Ao decidir que o presidente da Câmara dos deputados, Eduardo Cunha, tem de acatar o pedido de impeachment contra o vice-presidente Michel Temer, submetendo-o a apreciação da comissão especial que já está a debater o caso da presidente Dilma Rousseff, o juiz do Supremo Tribunal Federal/STF Marco Aurélio Mello modifica os dados do jogo político num sentido favorável ao governo.
Considerado o homem-sombra por detrás de toda a movimentação oposicionista que visa destituir a presidente, Temer já se posicionava como novo chefe de Estado. Foi ele que escreveu uma carta-aberta a Dilma queixando-se de não ser ouvido; foi dele a iniciativa de fazer desembarcar o PMDB, de que é presidente, da aliança governamental com o PT; foi ele que fez aprovar uma espécie de programa prévio de um eventual novo executivo e por ele têm também passado diferentes articulações com vista a encontrar os nomes-chave de um governo pós-Dilma.
Tudo isso, mantendo uma aparente neutralidade, com escassas aparições públicas, manobrando apenas nos bastidores e tentando conservar a imagem de político acima do intenso jogo sujo que se trava aqui intensamente na praça pública em clima de grande confronto. E ainda por cima – suprema ironia e cereja em cima do bolo – mantendo-se no cargo, com todos os privilégios, influência e capacidade de intervenção que isso implica, apenas à espera que o governo do Brasil lhe caia nos braços.

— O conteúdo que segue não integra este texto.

//! XPath string functions.
//!
//! Arguments arrive as rendered SQL; positions are 1-based like SQL.

use super::{join_args, locate, BuiltinFunction};
use crate::dialect::{Dialect, DialectKind};
use nodesql_vocab::fn_ns;

use crate::types::ValueType::{Bool, Int, String as Str};

fn nth(args: &[String], i: usize) -> &str {
    args.get(i).map(String::as_str).unwrap_or("NULL")
}

fn concat(_: &dyn Dialect, args: &[String]) -> String {
    format!("CONCAT({})", join_args(args))
}

fn contains(dialect: &dyn Dialect, args: &[String]) -> String {
    format!("{} > 0", locate(dialect, nth(args, 1), nth(args, 0)))
}

fn starts_with(dialect: &dyn Dialect, args: &[String]) -> String {
    format!("{} = 1", locate(dialect, nth(args, 1), nth(args, 0)))
}

fn ends_with(_: &dyn Dialect, args: &[String]) -> String {
    let (s, suffix) = (nth(args, 0), nth(args, 1));
    format!("RIGHT({s}, CHAR_LENGTH({suffix})) = {suffix}")
}

fn string_length(_: &dyn Dialect, args: &[String]) -> String {
    format!("CHAR_LENGTH({})", nth(args, 0))
}

fn upper_case(_: &dyn Dialect, args: &[String]) -> String {
    format!("UPPER({})", nth(args, 0))
}

fn lower_case(_: &dyn Dialect, args: &[String]) -> String {
    format!("LOWER({})", nth(args, 0))
}

fn substring(dialect: &dyn Dialect, args: &[String]) -> String {
    let name = match dialect.kind() {
        DialectKind::PostgreSql => "substr",
        DialectKind::MySql | DialectKind::H2 => "SUBSTRING",
    };
    format!("{name}({})", join_args(args))
}

fn substring_before(dialect: &dyn Dialect, args: &[String]) -> String {
    let (s, sep) = (nth(args, 0), nth(args, 1));
    let pos = locate(dialect, sep, s);
    format!("CASE WHEN {pos} > 0 THEN SUBSTRING({s}, 1, {pos} - 1) ELSE '' END")
}

fn substring_after(dialect: &dyn Dialect, args: &[String]) -> String {
    let (s, sep) = (nth(args, 0), nth(args, 1));
    let pos = locate(dialect, sep, s);
    format!("CASE WHEN {pos} > 0 THEN SUBSTRING({s}, {pos} + CHAR_LENGTH({sep})) ELSE '' END")
}

fn replace(dialect: &dyn Dialect, args: &[String]) -> String {
    let (s, pattern, replacement) = (nth(args, 0), nth(args, 1), nth(args, 2));
    let flags = args.get(3);
    match (dialect.kind(), flags) {
        (DialectKind::PostgreSql, Some(f)) => {
            format!("regexp_replace({s}, {pattern}, {replacement}, 'g' || {f})")
        }
        (DialectKind::PostgreSql, None) => {
            format!("regexp_replace({s}, {pattern}, {replacement}, 'g')")
        }
        (DialectKind::MySql, Some(f)) => {
            format!("REGEXP_REPLACE({s}, {pattern}, {replacement}, 1, 0, {f})")
        }
        (DialectKind::H2, Some(f)) => {
            format!("REGEXP_REPLACE({s}, {pattern}, {replacement}, {f})")
        }
        (DialectKind::MySql | DialectKind::H2, None) => {
            format!("REGEXP_REPLACE({s}, {pattern}, {replacement})")
        }
    }
}

pub(super) fn functions() -> Vec<BuiltinFunction> {
    vec![
        BuiltinFunction::new(fn_ns::CONCAT, Str, &[Str], 1, usize::MAX, concat),
        BuiltinFunction::new(fn_ns::CONTAINS, Bool, &[Str], 2, 2, contains),
        BuiltinFunction::new(fn_ns::STARTS_WITH, Bool, &[Str], 2, 2, starts_with),
        BuiltinFunction::new(fn_ns::ENDS_WITH, Bool, &[Str], 2, 2, ends_with),
        BuiltinFunction::new(fn_ns::STRING_LENGTH, Int, &[Str], 1, 1, string_length),
        BuiltinFunction::new(fn_ns::UPPER_CASE, Str, &[Str], 1, 1, upper_case),
        BuiltinFunction::new(fn_ns::LOWER_CASE, Str, &[Str], 1, 1, lower_case),
        BuiltinFunction::new(fn_ns::SUBSTRING, Str, &[Str, Int, Int], 2, 3, substring),
        BuiltinFunction::new(fn_ns::SUBSTRING_BEFORE, Str, &[Str], 2, 2, substring_before),
        BuiltinFunction::new(fn_ns::SUBSTRING_AFTER, Str, &[Str], 2, 2, substring_after),
        BuiltinFunction::new(fn_ns::REPLACE, Str, &[Str], 3, 4, replace),
    ]
}
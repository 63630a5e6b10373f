//! SPARQL value expression to SQL translation.
//!
//! This crate compiles SPARQL value expressions (filters, projections,
//! aggregates) into SQL scalar or boolean expressions over a normalized
//! nodes table, where each RDF term is one row with one typed value column
//! per logical type (`svalue`, `ivalue`, `dvalue`, `bvalue`, `tvalue`) plus
//! a term-kind tag (`ntype`).
//!
//! # Pipeline
//!
//! 1. [`TypeCoercionFinder`] infers which logical type the operands of a
//!    compound expression share
//! 2. [`SqlGenerator`] walks the tree, choosing the physical column or
//!    literal form for each leaf from the expected type, and rendering
//!    functions through the [`FunctionRegistry`] and engine idioms through
//!    the [`Dialect`]
//! 3. REGEX calls with constant patterns are rewritten to `LIKE` or `=` by
//!    [`optimize_regex`] when equivalent
//!
//! The query that surrounds the expression is not built here. Callers
//! supply a [`VariableTable`] mapping variables to table aliases, a
//! [`NodeConverter`] for constant node ids and a [`QueryBuilder`] for EXISTS
//! sub-queries.
//!
//! # Example
//!
//! ```
//! use nodesql_translate::{
//!     translate_as, CompareOp, InMemoryNodeConverter, NoSubqueries, PostgresDialect,
//!     SqlVariable, TranslationContext, ValueExpr, ValueType, VariableTable,
//! };
//!
//! let vars: VariableTable = [SqlVariable::new("x").with_alias("n0")].into_iter().collect();
//! let converter = InMemoryNodeConverter::new();
//! let ctx = TranslationContext::new(&PostgresDialect, &converter, &NoSubqueries, &vars);
//!
//! let expr = ValueExpr::compare(CompareOp::Eq, ValueExpr::var("x"), ValueExpr::integer(5));
//! assert_eq!(translate_as(&expr, ValueType::Bool, &ctx).unwrap(), "n0.ivalue = 5");
//! ```

pub mod ast;
pub mod builder;
pub mod coerce;
pub mod config;
pub mod convert;
pub mod dialect;
pub mod error;
pub mod function;
pub mod generate;
pub mod types;
pub mod variables;

pub use ast::{CompareOp, GraphPattern, Literal, MathOp, TermPattern, Value, ValueExpr};
pub use builder::{NoSubqueries, QueryBuilder};
pub use coerce::TypeCoercionFinder;
pub use config::{ConfigError, TranslatorConfig};
pub use convert::{InMemoryNodeConverter, NodeConverter, NodeHandle};
pub use dialect::{Dialect, DialectKind, H2Dialect, MySqlDialect, PostgresDialect};
pub use error::{ErrorKind, Result, TranslateError};
pub use function::{BuiltinFunction, FunctionRegistry, NativeFunction};
pub use generate::{optimize_regex, translate, translate_as, SqlGenerator, TranslationContext};
pub use types::ValueType;
pub use variables::{SqlVariable, VariableTable};
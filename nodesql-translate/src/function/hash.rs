//! Hash digests, rendered as lower-case hex strings.
//!
//! H2 has no hex digest function over strings, so none of these are
//! available there. PostgreSQL only ships SHA-2 and MD5 without pgcrypto.

use super::BuiltinFunction;
use crate::dialect::{Dialect, DialectKind};
use crate::types::ValueType;
use nodesql_vocab::sparql;

const PG_AND_MYSQL: &[DialectKind] = &[DialectKind::PostgreSql, DialectKind::MySql];
const MYSQL_ONLY: &[DialectKind] = &[DialectKind::MySql];

fn arg(args: &[String]) -> &str {
    args.first().map(String::as_str).unwrap_or("NULL")
}

fn md5(dialect: &dyn Dialect, args: &[String]) -> String {
    match dialect.kind() {
        DialectKind::PostgreSql => format!("md5({})", arg(args)),
        _ => format!("MD5({})", arg(args)),
    }
}

fn sha1(_: &dyn Dialect, args: &[String]) -> String {
    format!("SHA1({})", arg(args))
}

fn sha2(dialect: &dyn Dialect, args: &[String], bits: u16) -> String {
    match dialect.kind() {
        DialectKind::PostgreSql => {
            format!("encode(sha{bits}(convert_to({}, 'UTF8')), 'hex')", arg(args))
        }
        _ => format!("SHA2({}, {bits})", arg(args)),
    }
}

fn sha256(dialect: &dyn Dialect, args: &[String]) -> String {
    sha2(dialect, args, 256)
}

fn sha512(dialect: &dyn Dialect, args: &[String]) -> String {
    sha2(dialect, args, 512)
}

const STRING: &[ValueType] = &[ValueType::String];

pub(super) fn functions() -> Vec<BuiltinFunction> {
    vec![
        BuiltinFunction::new(sparql::MD5, ValueType::String, STRING, 1, 1, md5).only(PG_AND_MYSQL),
        BuiltinFunction::new(sparql::SHA1, ValueType::String, STRING, 1, 1, sha1).only(MYSQL_ONLY),
        BuiltinFunction::new(sparql::SHA256, ValueType::String, STRING, 1, 1, sha256)
            .only(PG_AND_MYSQL),
        BuiltinFunction::new(sparql::SHA512, ValueType::String, STRING, 1, 1, sha512)
            .only(PG_AND_MYSQL),
    ]
}

#[cfg(test)]
mod tests {
    use super::*;
    use crate::dialect::{H2Dialect, MySqlDialect, PostgresDialect};
    use crate::function::NativeFunction;

    fn find(uri: &str) -> BuiltinFunction {
        functions().into_iter().find(|f| f.uri() == uri).unwrap()
    }

    #[test]
    fn test_sha256_per_dialect() {
        let f = find(sparql::SHA256);
        assert_eq!(
            f.render(&PostgresDialect, &["a.svalue".into()]).unwrap(),
            "encode(sha256(convert_to(a.svalue, 'UTF8')), 'hex')"
        );
        assert_eq!(
            f.render(&MySqlDialect, &["a.svalue".into()]).unwrap(),
            "SHA2(a.svalue, 256)"
        );
    }

    #[test]
    fn test_no_hashes_on_h2() {
        for f in functions() {
            assert!(!f.is_supported(&H2Dialect), "{} on h2", f.uri());
        }
    }
}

A decisão tomada hoje pelo juiz do STF põe termo a essa situação – Temer passa a ver o seu nome colocado ao lado do da presidente Dilma Rousseff, pelas mesmas razões que a esta são apontadas. O presidente da Câmara dos Deputados fica obrigado a apresentar o pedido de impeachment de Temer, alvo das mesmas acusações contra Dilma – à comissão que já analisa o pedidode destituição da presidente.
Não é seguro que esta aprove, mas o simples facto de Temer entrar no mesmo barco, muda os dados do jogo, potencialmente em favor do executivo – é um dado complicador, que vai dividir opiniões, trava o processo e poderá levar muita gente que já se inclinaria para afastar Dilma, a pensar duas vezes. Afinal, se ela cair, também cai Temer e isso baralha os planos que já estavam na forja.
A novela brasileira do impeachment não deixa de nos surpreender. Em cada episódio, novos desenvolvimentos, uns mais inesperados que outros, com volte-faces quase diários. A judicialização da política mistura-se com a politização do judiciário e a suspeição de uso político pelas instâncias policiais, num jogo complexo em que o desenlace é uma incógnita até ao fim, mesmo quando às vezes parece que o destino está marcado e tudo já se encontra decidido.
Na realidade, é jogo muito duro, em que denúncias, acusações, revelações e intimações se misturam com apaixonada argumentação política e refinadas subtilezas jurídico-constitucionais, em que assistimos ao vivo ao fazer e refazer do entrosamento entre os diferentes órgãos de poder. Tudo sempre potenciado através dos media, que estão longe de uma atitude neutral, antes se posicionando como intervenientes do jogo político-partidário, ora escondendo, ora ampliando informação, consoante se considere que possa favorecer ou contrariar o governo.
Para quem, como nós, há uma década assiste ao desenrolar deste drama, que agora se aproxima do seu epílogo, o que espanta é como foi possível ao PT governar em meio mediático em geral tão hostil. E ainda agora, apesar das denúncias e dos escândalos em catadupa, conservar uma base de apoio substancial. Embora hoje já bastante reduzida e essencialmente assente nas estruturas beneficiárias do executivo, onde se congregam os crentes mais indefectíveis, essa base parece alimentar-se espantosamente de um eco distante da enorme esperança que um dia encarnou. Parece condenado. Irá renascer?
Desculpe, mas não estamos em condições de apresentar um resumo dos próximos capítulos. Vai ter que seguir de perto o desenrolar dos acontecimentos.